Undoubtedly the tallest he had seen,
The mountain loomed, barren of any green,
It's jagged edges – foreboding they were –
Reminded of the best beneath the earth
Which either bravery or foolishness
Had made the target of his knightly quest.
The tales the local village had to tell
About this beast who underground did dwell
Told all about the evil actions wrought
By a dragon mighty many knights had fought.
Make no mistake: this knight was brave indeed,
But he the vill'ger's tales did not believe.
A dragon made a fearful foe, for sure,
But he would not fear the beast's wrath to incur!
Not so! as brave and strong a knight as he
Would never back down when a foe he sees.
Besides, the beast must face a consequence
For damage caused the village some leagues hence.
And he was just the knight to do the trick
(And earn a bit of gold while he's at it!),
Or that's what he had thought three days ago
When the journey's perils he did not know.
But now, before this mountain looming tall,
He had begun to just rethink it all.
For one, he didn't know how he would climb –
For how could he his armor leave behind?
He certainly could not give up his steed,
And definitely his sword he would need!
The journey was quite arduous, to be sure,
And so he tried his travels to endure
By concentrating not on cold or climb
But rather thinking forward to the time
When that foul beast before him would be seen:
How he would drive his sword, so sharp and keen,
Right through that evil creature's hardened scales
All whilst avoiding dang'rous teeth and nails
And gouts of burning flame and monst'rous wings.
For sure he'd conquer! And what peace he'd bring
The good folk of the village before long –
Why, they would praise his name in dance and song!
A feast they would prepare – and he, the guest,
Would naturally be serve-d all the best.
The ladies, they would woo just at the sight
Of such a brave and strong and handsome knight!
So upward to the caverns he did climb,
Already such a hero in his mind.
And, though the journey was so long and hard,
Such thoughts against his pain were sure to guard.
As feet and yards and leagues stretched on to miles
He stayed so well distracted all the while
That never did he see the shadow fall
Behind him like some black ominous wall
Nor hear the beat of mighty leath'ry wings
Precursor to the dragon descending.
T'was not until his horse reared up in fright
That he did understand his doom-ed plight.

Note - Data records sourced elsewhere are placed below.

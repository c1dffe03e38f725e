use std::{panic::AssertUnwindSafe, time::Instant};

use axum::{Json, body::Bytes, extract::State};
use futures::FutureExt;
use uuid::Uuid;

use super::panic_detail;

use crate::{
    error::AppError,
    message::ChatResponse,
    services::{
        completion::Completion,
        exchange_log::{CompletedExchange, FailedExchange},
        validator::parse_and_validate,
    },
    state::SharedState,
};

pub async fn chat_handler(
    State(state): State<SharedState>,
    body: Bytes,
) -> Result<Json<ChatResponse>, AppError> {
    let started = Instant::now();
    let request_id = Uuid::new_v4();

    let outcome = AssertUnwindSafe(complete_chat(&state, &body))
        .catch_unwind()
        .await
        .unwrap_or_else(|panic| {
            Err(AppError::Internal(format!(
                "handler panicked: {}",
                panic_detail(panic.as_ref())
            )))
        });
    let latency = started.elapsed();

    match &outcome {
        Ok(completion) => state
            .exchange_log
            .completed(&CompletedExchange::new(request_id, completion, latency)),
        Err(err) => state
            .exchange_log
            .failed(&FailedExchange::new(request_id, err, latency)),
    }

    outcome.map(|completion| Json(ChatResponse { response: completion.text }))
}

async fn complete_chat(state: &SharedState, body: &[u8]) -> Result<Completion, AppError> {
    // Checked first so that nothing is parsed or sent without a credential.
    let provider = state.provider.as_ref().ok_or(AppError::Configuration)?;

    let validated = parse_and_validate(body)?;
    let request = state.settings.request_for(&validated);

    let response = provider.complete(request).await?;
    Ok(Completion::from(response))
}
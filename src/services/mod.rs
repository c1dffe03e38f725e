pub mod anthropic;
pub mod completion;
pub mod exchange_log;
pub mod validator;
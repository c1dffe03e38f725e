use std::time::Duration;

use async_trait::async_trait;
use reqwest::Client;
use serde::{Deserialize, Serialize};
use tracing::debug;

use super::completion::{
    CompletionProvider, CompletionRequest, ContentBlock, ProviderError, ProviderResponse, TokenUsage,
};

pub const DEFAULT_BASE_URL: &str = "https://api.anthropic.com";
pub const API_VERSION: &str = "2023-06-01";

/// Messages API request body.
#[derive(Debug, Serialize)]
struct MessagesRequest<'a> {
    model: &'a str,
    max_tokens: u32,
    messages: Vec<WireMessage<'a>>,
    #[serde(skip_serializing_if = "Option::is_none")]
    system: Option<&'a str>,
    #[serde(skip_serializing_if = "Option::is_none")]
    temperature: Option<f32>,
}

#[derive(Debug, Serialize)]
struct WireMessage<'a> {
    role: &'static str,
    content: &'a str,
}

#[derive(Debug, Deserialize)]
struct MessagesResponse {
    content: Vec<ContentBlock>,
    #[serde(default)]
    usage: Option<TokenUsage>,
}

#[derive(Debug, Deserialize)]
struct ErrorEnvelope {
    error: ErrorDetail,
}

#[derive(Debug, Deserialize)]
struct ErrorDetail {
    message: String,
}

/// Client for the Anthropic Messages API.
pub struct AnthropicClient {
    http: Client,
    base_url: String,
    api_key: String,
}

impl AnthropicClient {
    pub fn new(api_key: &str, base_url: &str, timeout: Duration) -> Result<Self, ProviderError> {
        let http = Client::builder().timeout(timeout).build()?;

        Ok(Self {
            http,
            base_url: base_url.trim_end_matches('/').to_string(),
            api_key: api_key.to_string(),
        })
    }

    fn endpoint(&self) -> String {
        format!("{}/v1/messages", self.base_url)
    }
}

#[async_trait]
impl CompletionProvider for AnthropicClient {
    async fn complete(&self, request: CompletionRequest) -> Result<ProviderResponse, ProviderError> {
        let body = MessagesRequest {
            model: &request.model,
            max_tokens: request.max_tokens,
            messages: vec![WireMessage { role: "user", content: &request.message }],
            system: request.system.as_deref(),
            temperature: request.temperature,
        };

        debug!(model = %request.model, max_tokens = request.max_tokens, "calling completion API");

        let response = self
            .http
            .post(self.endpoint())
            .header("x-api-key", &self.api_key)
            .header("anthropic-version", API_VERSION)
            .json(&body)
            .send()
            .await?;

        let status = response.status();
        let bytes = response.bytes().await?;

        if !status.is_success() {
            let message = serde_json::from_slice::<ErrorEnvelope>(&bytes)
                .map(|e| e.error.message)
                .unwrap_or_else(|_| String::from_utf8_lossy(&bytes).into_owned());
            return Err(ProviderError::Status { status: status.as_u16(), message });
        }

        let parsed: MessagesResponse =
            serde_json::from_slice(&bytes).map_err(|e| ProviderError::Malformed(e.to_string()))?;

        Ok(ProviderResponse {
            content: parsed.content,
            usage: parsed.usage,
        })
    }
}
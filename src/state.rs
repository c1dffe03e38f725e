// src/state.rs
use std::sync::Arc;

use anyhow::Result;

use crate::config::Config;
use crate::services::anthropic::AnthropicClient;
use crate::services::completion::{CompletionProvider, CompletionSettings};
use crate::services::exchange_log::{ExchangeLog, TracingExchangeLog};

pub type SharedState = Arc<AppState>;

/// Everything here is read-only for the lifetime of the server.
pub struct AppState {
    /// `None` when no API key is configured.
    pub provider: Option<Arc<dyn CompletionProvider>>,
    pub settings: CompletionSettings,
    pub exchange_log: Arc<dyn ExchangeLog>,
}

impl AppState {
    pub fn new(provider: Option<Arc<dyn CompletionProvider>>) -> Self {
        Self {
            provider,
            settings: CompletionSettings::default(),
            exchange_log: Arc::new(TracingExchangeLog::new(true)),
        }
    }

    pub fn from_config(config: &Config) -> Result<Self> {
        let provider = match &config.api_key {
            Some(key) => {
                let client = AnthropicClient::new(key, &config.api_base_url, config.request_timeout)?;
                Some(Arc::new(client) as Arc<dyn CompletionProvider>)
            }
            None => None,
        };

        Ok(Self::new(provider)
            .with_settings(config.completion.clone())
            .with_exchange_log(Arc::new(TracingExchangeLog::new(
                !config.environment.is_production(),
            ))))
    }

    pub fn with_settings(mut self, settings: CompletionSettings) -> Self {
        self.settings = settings;
        self
    }

    pub fn with_exchange_log(mut self, exchange_log: Arc<dyn ExchangeLog>) -> Self {
        self.exchange_log = exchange_log;
        self
    }
}
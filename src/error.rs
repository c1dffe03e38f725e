use axum::{
    Json,
    http::StatusCode,
    response::{IntoResponse, Response},
};
use thiserror::Error;

use crate::{message::ErrorResponse, services::completion::ProviderError};

#[derive(Error, Debug)]
pub enum AppError {
    #[error("{0}")]
    Validation(String),

    #[error("API key not configured")]
    Configuration,

    #[error("Failed to process request")]
    Provider(#[from] ProviderError),

    /// The payload is for the log only; clients see a generic message.
    #[error("Internal server error")]
    Internal(String),
}

impl AppError {
    pub const VALIDATION: &'static str = "ValidationError";
    pub const CONFIGURATION: &'static str = "ConfigurationError";
    pub const PROVIDER: &'static str = "ProviderError";
    pub const INTERNAL: &'static str = "InternalError";

    pub fn kind(&self) -> &'static str {
        match self {
            AppError::Validation(_) => Self::VALIDATION,
            AppError::Configuration => Self::CONFIGURATION,
            AppError::Provider(_) => Self::PROVIDER,
            AppError::Internal(_) => Self::INTERNAL,
        }
    }

    pub fn status(&self) -> StatusCode {
        match self {
            AppError::Validation(_) => StatusCode::BAD_REQUEST,
            AppError::Configuration | AppError::Provider(_) | AppError::Internal(_) => {
                StatusCode::INTERNAL_SERVER_ERROR
            }
        }
    }

    fn details(&self) -> Option<String> {
        match self {
            AppError::Provider(err) => Some(err.to_string()),
            _ => None,
        }
    }

    /// Message for operators, which may say more than the client body.
    pub fn log_message(&self) -> String {
        match self {
            AppError::Provider(err) => err.to_string(),
            AppError::Internal(msg) => msg.clone(),
            other => other.to_string(),
        }
    }
}

impl IntoResponse for AppError {
    fn into_response(self) -> Response {
        let body = ErrorResponse {
            error: self.to_string(),
            details: self.details(),
        };

        (self.status(), Json(body)).into_response()
    }
}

The rocks and dust and brush were buffeted
As strong winds blew. For once, the knight felt dread
That he perhaps did underestimate
Just what he had to fight. But it seemed fate
Was not about to let him die so soon –
For this would not be his last afternoon.
Before him now did stand his mighty foe,
Staring him down as dust did settle low.
Despite himself, the knight could not but stare
To see a creature no one else would dare
Get close enough to meet in person, so
to speak. He would admit, he did not know
A dragon could be so much a sight to see.
It stood tall as man at shoulder. Green
In hue as vibrant as a rare emerald,
Scales surely hard as rock. The knight, enthralled
Quite nearly did forget his task at hand
Just looking at the mighty creature. And
Then the dragon's mouth did open wide,
To show teeth as long as his thumb inside,
The sight of which did then the knight bestir
To grab his sword. The dragon said, "Good sir,"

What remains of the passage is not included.